### Data shown ###

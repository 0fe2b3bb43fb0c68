//! Colored terminal output for pipeline stages
//!
//! Each message kind has a fixed glyph and color. Write failures on stdout are
//! ignored; errors go to stderr and fall back to plain stdout.

use std::io::Write;
use termcolor::{BufferWriter, Color, ColorChoice, ColorSpec, WriteColor};

/// Output manager for consistent colored terminal output
#[derive(Debug)]
pub struct OutputManager {
    bufwtr: BufferWriter,
    quiet: bool,
}

impl Clone for OutputManager {
    fn clone(&self) -> Self {
        Self::new(self.quiet)
    }
}

impl OutputManager {
    /// Create a new output manager
    pub fn new(quiet: bool) -> Self {
        Self {
            bufwtr: BufferWriter::stdout(ColorChoice::Auto),
            quiet,
        }
    }

    fn emit(&self, glyph: &str, color: Color, bold: bool, tint_message: bool, message: &str) {
        if self.quiet {
            return;
        }

        let mut buffer = self.bufwtr.buffer();
        let mut spec = ColorSpec::new();
        spec.set_fg(Some(color)).set_bold(bold);
        let _ = buffer.set_color(&spec);
        let _ = write!(&mut buffer, "{}", glyph);
        let _ = buffer.reset();
        if tint_message {
            let _ = buffer.set_color(ColorSpec::new().set_fg(Some(color)));
        }
        let _ = writeln!(&mut buffer, " {}", message);
        let _ = buffer.reset();
        let _ = self.bufwtr.print(&buffer);
    }

    /// Print an info message
    pub fn info(&self, message: &str) {
        self.emit("ℹ", Color::Cyan, false, false, message);
    }

    /// Print a success message
    pub fn success(&self, message: &str) {
        self.emit("✓", Color::Green, true, false, message);
    }

    /// Print a warning message
    pub fn warn(&self, message: &str) {
        self.emit("⚠", Color::Yellow, true, true, message);
    }

    /// Print a progress message
    pub fn progress(&self, message: &str) {
        self.emit("⋯", Color::Magenta, false, false, message);
    }

    /// Print an error message (always shown, on stderr)
    pub fn error(&self, message: &str) {
        let bufwtr = BufferWriter::stderr(ColorChoice::Auto);
        let mut buffer = bufwtr.buffer();

        if buffer.set_color(ColorSpec::new().set_fg(Some(Color::Red)).set_bold(true)).is_err()
            || write!(&mut buffer, "✗").is_err()
            || buffer.reset().is_err()
            || buffer.set_color(ColorSpec::new().set_fg(Some(Color::Red))).is_err()
            || writeln!(&mut buffer, " {}", message).is_err()
            || buffer.reset().is_err()
            || bufwtr.print(&buffer).is_err()
        {
            println!("[STDERR ERROR] ✗ {}", message);
        }
    }

    /// Print a section header
    pub fn section(&self, title: &str) {
        if self.quiet {
            return;
        }

        let mut buffer = self.bufwtr.buffer();
        let _ = writeln!(&mut buffer);
        let _ = buffer.set_color(ColorSpec::new().set_fg(Some(Color::Cyan)).set_bold(true));
        let _ = writeln!(&mut buffer, "═══ {} ═══", title);
        let _ = buffer.reset();
        let _ = self.bufwtr.print(&buffer);
    }

    /// Print indented text (for sub-items and streamed tool output)
    pub fn indent(&self, message: &str) {
        self.println(&format!("    {}", message));
    }

    /// Print a plain message
    pub fn println(&self, message: &str) {
        if self.quiet {
            return;
        }

        let mut buffer = self.bufwtr.buffer();
        let _ = writeln!(&mut buffer, "{}", message);
        let _ = self.bufwtr.print(&buffer);
    }

    /// Check if quiet mode is enabled
    pub fn is_quiet(&self) -> bool {
        self.quiet
    }
}
//! Structured update of one service's image in a compose file.
//!
//! The document is parsed with `serde_yaml`, `services.<name>.image` is set on
//! the in-memory model and the whole document is serialized back. Sibling
//! services and other top-level keys keep their values and order. Comments and
//! original formatting are not preserved; the `.backup` copy keeps them.
//!
//! Scalar style is re-derived on output for the whole document, sibling
//! services included: redundant quotes are dropped (`"22:22"` becomes `22:22`,
//! `"yes"` becomes `yes`) and merge keys such as `<<: *common` are expanded
//! inline. YAML 1.2 readers see the same values; YAML 1.1 readers may not, so
//! diff against the backup when the file relies on quoted sexagesimal or
//! boolean-looking strings.

use crate::error::{ReconcileError, Result};
use crate::utils::fs::{write_backup, write_synced};
use serde_yaml::Value;
use std::path::{Path, PathBuf};

/// Compose service that runs the documentation server
pub const DEFAULT_SERVICE: &str = "devdocs";

/// Proof that the compose file was backed up before it was rewritten
#[derive(Debug, Clone, PartialEq, Eq)]
pub struct ServiceConfigPatch {
    /// Rewritten file
    pub config_file: PathBuf,
    /// Verbatim copy written before the rewrite
    pub backup_file: PathBuf,
    /// Service whose image was changed
    pub service: String,
    /// Image reference before the change, if the service had one
    pub previous_image: Option<String>,
    /// Image reference after the change
    pub new_image: String,
}

/// Set `services.<service>.image` in `contents` and return the new document
/// together with the previous image reference.
pub fn set_service_image(
    contents: &str,
    service: &str,
    image: &str,
    path: &Path,
) -> Result<(String, Option<String>)> {
    let mut doc: Value = serde_yaml::from_str(contents).map_err(|e| ReconcileError::Parse {
        path: path.to_path_buf(),
        reason: e.to_string(),
    })?;

    let not_found = || ReconcileError::ServiceNotFound {
        path: path.to_path_buf(),
        service: service.to_string(),
    };

    let entry = doc
        .get_mut("services")
        .and_then(|services| services.get_mut(service))
        .and_then(Value::as_mapping_mut)
        .ok_or_else(not_found)?;

    let previous = entry
        .insert(Value::from("image"), Value::from(image))
        .and_then(|old| old.as_str().map(str::to_string));

    let updated = serde_yaml::to_string(&doc).map_err(|e| ReconcileError::Serialize {
        reason: e.to_string(),
    })?;

    Ok((updated, previous))
}

/// Back up `config_file`, then point `service` at `image`.
///
/// The document is validated before anything is written, so a parse failure
/// or a missing service leaves the directory untouched.
pub async fn reconcile(config_file: &Path, service: &str, image: &str) -> Result<ServiceConfigPatch> {
    let original = tokio::fs::read(config_file).await?;
    let text = std::str::from_utf8(&original).map_err(|e| ReconcileError::Parse {
        path: config_file.to_path_buf(),
        reason: format!("not valid UTF-8: {}", e),
    })?;

    let (updated, previous_image) = set_service_image(text, service, image, config_file)?;

    let backup_file = write_backup(config_file, &original).await?;
    write_synced(config_file, updated.as_bytes()).await?;

    log::info!(
        "Updated service '{}' in {}: {} -> {}",
        service,
        config_file.display(),
        previous_image.as_deref().unwrap_or("<none>"),
        image
    );

    Ok(ServiceConfigPatch {
        config_file: config_file.to_path_buf(),
        backup_file,
        service: service.to_string(),
        previous_image,
        new_image: image.to_string(),
    })
}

###

Task instructions:
Could you copy each line in the listing above that includes the word "emit"?

Result for this task:
    fn emit(&self, glyph: &str, color: Color, bold: bool, tint_message: bool, message: &str) {
        self.emit("ℹ", Color::Cyan, false, false, message);
        self.emit("✓", Color::Green, true, false, message);
        self.emit("⚠", Color::Yellow, true, true, message);
        self.emit("⋯", Color::Magenta, false, false, message);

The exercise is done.